• Stored data
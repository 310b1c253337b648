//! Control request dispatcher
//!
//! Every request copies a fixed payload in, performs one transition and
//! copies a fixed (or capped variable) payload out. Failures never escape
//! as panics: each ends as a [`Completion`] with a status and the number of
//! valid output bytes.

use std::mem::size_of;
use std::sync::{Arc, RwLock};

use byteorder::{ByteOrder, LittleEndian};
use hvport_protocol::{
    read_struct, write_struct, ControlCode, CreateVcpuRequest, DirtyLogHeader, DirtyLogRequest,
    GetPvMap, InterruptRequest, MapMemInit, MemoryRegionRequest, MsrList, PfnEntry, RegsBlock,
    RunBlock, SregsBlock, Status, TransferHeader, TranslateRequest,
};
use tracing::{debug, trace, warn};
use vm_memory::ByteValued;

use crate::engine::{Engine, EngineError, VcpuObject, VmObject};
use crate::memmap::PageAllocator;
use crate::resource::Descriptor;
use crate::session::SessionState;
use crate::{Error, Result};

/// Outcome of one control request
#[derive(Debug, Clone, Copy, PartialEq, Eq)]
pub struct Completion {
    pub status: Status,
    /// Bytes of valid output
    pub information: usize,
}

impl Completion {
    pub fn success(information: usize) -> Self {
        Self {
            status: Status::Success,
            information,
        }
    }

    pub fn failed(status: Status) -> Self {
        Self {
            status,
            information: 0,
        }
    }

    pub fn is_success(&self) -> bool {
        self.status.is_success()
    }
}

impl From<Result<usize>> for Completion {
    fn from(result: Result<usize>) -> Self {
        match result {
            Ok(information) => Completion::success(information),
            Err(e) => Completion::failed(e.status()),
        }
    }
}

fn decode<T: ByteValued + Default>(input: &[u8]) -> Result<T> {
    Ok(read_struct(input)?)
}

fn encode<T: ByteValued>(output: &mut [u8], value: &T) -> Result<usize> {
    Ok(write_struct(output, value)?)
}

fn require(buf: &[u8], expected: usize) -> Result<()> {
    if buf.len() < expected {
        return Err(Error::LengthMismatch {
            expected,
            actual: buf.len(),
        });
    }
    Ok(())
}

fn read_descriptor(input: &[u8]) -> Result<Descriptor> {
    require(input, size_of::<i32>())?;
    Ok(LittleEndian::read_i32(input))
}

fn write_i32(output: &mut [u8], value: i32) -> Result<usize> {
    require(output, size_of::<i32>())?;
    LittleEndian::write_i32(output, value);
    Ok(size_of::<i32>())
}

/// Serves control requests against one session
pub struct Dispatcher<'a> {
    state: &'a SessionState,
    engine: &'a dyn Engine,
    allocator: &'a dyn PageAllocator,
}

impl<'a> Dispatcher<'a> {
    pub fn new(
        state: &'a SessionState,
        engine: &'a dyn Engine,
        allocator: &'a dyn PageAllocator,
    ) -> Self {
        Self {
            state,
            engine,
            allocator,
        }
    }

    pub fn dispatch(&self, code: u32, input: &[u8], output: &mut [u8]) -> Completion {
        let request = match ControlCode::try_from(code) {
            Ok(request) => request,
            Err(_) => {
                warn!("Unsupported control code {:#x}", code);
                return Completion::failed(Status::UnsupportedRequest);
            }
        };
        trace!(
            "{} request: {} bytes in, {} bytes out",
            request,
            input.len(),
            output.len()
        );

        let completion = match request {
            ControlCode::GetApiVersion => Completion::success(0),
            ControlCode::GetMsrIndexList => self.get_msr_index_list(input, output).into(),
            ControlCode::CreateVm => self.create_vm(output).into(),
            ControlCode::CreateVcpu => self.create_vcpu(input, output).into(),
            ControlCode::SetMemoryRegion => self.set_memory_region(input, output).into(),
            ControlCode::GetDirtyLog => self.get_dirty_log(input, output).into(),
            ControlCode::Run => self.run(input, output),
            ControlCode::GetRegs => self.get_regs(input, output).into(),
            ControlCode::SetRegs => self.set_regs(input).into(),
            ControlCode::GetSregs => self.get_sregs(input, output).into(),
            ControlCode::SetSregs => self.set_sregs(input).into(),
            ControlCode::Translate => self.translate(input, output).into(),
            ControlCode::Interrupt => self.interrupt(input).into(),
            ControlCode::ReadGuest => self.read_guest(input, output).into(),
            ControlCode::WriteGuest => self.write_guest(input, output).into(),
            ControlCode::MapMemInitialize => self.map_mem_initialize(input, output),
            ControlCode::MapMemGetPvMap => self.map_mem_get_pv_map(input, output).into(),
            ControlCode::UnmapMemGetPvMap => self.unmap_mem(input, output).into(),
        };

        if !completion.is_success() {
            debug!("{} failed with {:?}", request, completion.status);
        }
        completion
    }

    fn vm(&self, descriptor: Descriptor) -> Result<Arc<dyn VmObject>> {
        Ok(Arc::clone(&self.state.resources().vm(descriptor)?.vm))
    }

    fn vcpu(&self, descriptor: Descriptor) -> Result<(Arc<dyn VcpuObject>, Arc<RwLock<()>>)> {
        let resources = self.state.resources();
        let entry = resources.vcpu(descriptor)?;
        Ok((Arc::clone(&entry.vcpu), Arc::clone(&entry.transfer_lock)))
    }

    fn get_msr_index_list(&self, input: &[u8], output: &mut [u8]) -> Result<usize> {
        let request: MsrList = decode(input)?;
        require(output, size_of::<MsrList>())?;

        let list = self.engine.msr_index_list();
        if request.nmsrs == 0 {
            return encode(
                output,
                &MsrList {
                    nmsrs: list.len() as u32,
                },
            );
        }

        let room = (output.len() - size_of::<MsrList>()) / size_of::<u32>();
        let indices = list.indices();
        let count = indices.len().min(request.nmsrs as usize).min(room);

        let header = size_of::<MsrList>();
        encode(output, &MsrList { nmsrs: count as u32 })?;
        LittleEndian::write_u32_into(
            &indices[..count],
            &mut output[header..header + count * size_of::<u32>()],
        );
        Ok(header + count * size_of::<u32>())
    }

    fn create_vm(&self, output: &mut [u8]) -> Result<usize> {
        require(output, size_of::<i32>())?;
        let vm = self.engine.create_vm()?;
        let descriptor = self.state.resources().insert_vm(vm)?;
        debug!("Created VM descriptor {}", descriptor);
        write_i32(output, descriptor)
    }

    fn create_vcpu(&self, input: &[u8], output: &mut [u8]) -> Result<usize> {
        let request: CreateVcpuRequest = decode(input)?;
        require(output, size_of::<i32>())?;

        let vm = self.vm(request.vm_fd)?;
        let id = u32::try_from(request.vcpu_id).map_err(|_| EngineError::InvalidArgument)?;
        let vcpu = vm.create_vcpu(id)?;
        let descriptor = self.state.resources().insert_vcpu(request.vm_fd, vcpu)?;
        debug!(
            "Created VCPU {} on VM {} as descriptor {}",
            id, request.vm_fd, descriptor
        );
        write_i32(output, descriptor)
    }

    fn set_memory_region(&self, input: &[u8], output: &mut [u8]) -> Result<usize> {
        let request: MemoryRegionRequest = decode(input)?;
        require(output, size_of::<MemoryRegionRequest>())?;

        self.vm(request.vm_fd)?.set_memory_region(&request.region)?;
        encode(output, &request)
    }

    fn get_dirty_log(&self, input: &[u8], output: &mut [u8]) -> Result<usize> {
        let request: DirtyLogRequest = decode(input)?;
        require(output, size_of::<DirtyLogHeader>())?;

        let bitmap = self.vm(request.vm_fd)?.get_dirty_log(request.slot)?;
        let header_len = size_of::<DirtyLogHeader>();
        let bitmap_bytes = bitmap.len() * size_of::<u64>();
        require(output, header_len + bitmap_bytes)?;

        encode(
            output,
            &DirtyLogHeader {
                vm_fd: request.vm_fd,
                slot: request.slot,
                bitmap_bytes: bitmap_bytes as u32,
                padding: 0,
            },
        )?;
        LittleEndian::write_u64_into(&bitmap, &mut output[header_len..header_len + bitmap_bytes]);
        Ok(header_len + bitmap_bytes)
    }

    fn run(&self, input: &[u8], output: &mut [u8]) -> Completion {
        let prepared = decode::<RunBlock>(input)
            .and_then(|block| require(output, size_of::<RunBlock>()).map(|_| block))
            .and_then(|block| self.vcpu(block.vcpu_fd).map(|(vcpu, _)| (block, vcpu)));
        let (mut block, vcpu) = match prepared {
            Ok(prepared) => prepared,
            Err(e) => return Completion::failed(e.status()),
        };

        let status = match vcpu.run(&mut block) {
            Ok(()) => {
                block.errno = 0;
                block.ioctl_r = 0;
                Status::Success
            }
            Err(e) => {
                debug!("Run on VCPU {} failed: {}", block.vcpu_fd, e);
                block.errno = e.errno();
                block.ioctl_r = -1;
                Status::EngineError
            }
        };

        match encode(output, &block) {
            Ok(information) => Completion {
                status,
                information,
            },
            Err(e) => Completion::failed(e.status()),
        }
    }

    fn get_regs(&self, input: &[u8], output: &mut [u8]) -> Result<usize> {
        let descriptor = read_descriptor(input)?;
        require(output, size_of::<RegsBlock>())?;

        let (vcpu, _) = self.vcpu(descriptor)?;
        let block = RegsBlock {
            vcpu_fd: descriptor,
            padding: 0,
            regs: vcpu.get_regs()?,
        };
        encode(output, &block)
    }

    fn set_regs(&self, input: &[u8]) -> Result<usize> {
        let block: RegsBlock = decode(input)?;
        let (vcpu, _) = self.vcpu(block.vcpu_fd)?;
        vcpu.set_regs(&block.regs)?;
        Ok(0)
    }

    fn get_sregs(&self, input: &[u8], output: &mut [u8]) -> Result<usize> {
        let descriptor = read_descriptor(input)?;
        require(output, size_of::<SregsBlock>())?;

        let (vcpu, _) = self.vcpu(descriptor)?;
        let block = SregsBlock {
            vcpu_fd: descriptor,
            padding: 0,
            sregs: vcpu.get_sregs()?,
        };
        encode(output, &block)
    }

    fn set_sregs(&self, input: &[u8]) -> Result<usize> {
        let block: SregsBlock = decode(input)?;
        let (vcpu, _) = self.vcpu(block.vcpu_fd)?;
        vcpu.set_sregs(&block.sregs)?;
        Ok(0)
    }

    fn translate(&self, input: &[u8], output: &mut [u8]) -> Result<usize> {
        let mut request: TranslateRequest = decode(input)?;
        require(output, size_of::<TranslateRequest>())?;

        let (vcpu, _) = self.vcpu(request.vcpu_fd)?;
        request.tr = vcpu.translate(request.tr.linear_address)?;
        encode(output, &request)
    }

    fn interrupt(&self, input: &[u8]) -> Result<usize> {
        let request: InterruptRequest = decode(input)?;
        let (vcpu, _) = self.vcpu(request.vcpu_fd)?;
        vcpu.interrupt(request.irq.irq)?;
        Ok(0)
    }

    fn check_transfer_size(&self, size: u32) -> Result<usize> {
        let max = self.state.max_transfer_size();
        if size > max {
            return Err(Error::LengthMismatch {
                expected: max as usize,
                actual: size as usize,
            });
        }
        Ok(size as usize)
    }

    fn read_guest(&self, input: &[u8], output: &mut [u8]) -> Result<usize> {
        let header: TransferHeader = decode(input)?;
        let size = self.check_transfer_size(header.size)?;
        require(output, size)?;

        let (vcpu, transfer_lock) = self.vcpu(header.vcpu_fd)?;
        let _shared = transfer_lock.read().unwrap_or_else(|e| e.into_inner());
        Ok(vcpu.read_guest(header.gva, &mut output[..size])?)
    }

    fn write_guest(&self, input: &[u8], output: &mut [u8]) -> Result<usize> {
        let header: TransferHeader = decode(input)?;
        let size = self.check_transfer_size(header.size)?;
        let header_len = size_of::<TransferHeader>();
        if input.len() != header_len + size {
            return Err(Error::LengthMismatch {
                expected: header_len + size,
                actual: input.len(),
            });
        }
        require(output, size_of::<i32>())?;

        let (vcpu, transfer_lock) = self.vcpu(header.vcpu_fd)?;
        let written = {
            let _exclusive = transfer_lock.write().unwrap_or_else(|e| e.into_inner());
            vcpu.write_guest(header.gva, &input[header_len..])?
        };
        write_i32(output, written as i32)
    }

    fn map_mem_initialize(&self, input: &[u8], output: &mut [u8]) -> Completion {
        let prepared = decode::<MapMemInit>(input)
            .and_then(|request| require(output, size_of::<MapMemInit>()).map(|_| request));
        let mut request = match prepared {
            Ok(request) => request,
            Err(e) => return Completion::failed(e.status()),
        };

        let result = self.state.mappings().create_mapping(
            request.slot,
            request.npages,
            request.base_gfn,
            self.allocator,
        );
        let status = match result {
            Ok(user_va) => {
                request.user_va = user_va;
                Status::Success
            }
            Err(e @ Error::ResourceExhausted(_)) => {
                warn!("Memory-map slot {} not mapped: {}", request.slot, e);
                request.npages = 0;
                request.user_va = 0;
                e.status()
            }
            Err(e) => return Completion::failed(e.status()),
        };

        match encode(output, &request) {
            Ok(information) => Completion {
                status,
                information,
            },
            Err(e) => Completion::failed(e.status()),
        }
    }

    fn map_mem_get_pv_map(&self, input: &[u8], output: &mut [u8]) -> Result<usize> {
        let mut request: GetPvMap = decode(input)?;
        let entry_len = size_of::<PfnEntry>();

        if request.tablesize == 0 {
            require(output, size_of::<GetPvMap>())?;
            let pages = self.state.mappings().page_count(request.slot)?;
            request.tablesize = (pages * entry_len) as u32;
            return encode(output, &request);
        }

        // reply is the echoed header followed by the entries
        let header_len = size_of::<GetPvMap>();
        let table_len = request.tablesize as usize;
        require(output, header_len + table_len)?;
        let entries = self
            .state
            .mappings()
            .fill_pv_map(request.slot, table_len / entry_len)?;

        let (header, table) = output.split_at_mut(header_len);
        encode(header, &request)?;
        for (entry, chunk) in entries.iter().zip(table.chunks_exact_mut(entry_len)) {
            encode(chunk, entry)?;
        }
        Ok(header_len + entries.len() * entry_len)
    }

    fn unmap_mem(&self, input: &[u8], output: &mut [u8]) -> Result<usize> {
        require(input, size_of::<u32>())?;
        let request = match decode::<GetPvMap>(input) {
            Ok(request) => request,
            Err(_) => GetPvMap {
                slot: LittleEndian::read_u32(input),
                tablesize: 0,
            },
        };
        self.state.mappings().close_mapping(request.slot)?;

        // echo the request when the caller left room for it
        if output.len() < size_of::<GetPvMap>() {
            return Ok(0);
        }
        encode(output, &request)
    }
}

• ASSIGNMENT
Where does the word "PfnEntry" appear in the records above? Return every line that holds it.

• EXERCISE RESULT
    GetPvMap, InterruptRequest, MapMemInit, MemoryRegionRequest, MsrList, PfnEntry, RegsBlock,
        let entry_len = size_of::<PfnEntry>();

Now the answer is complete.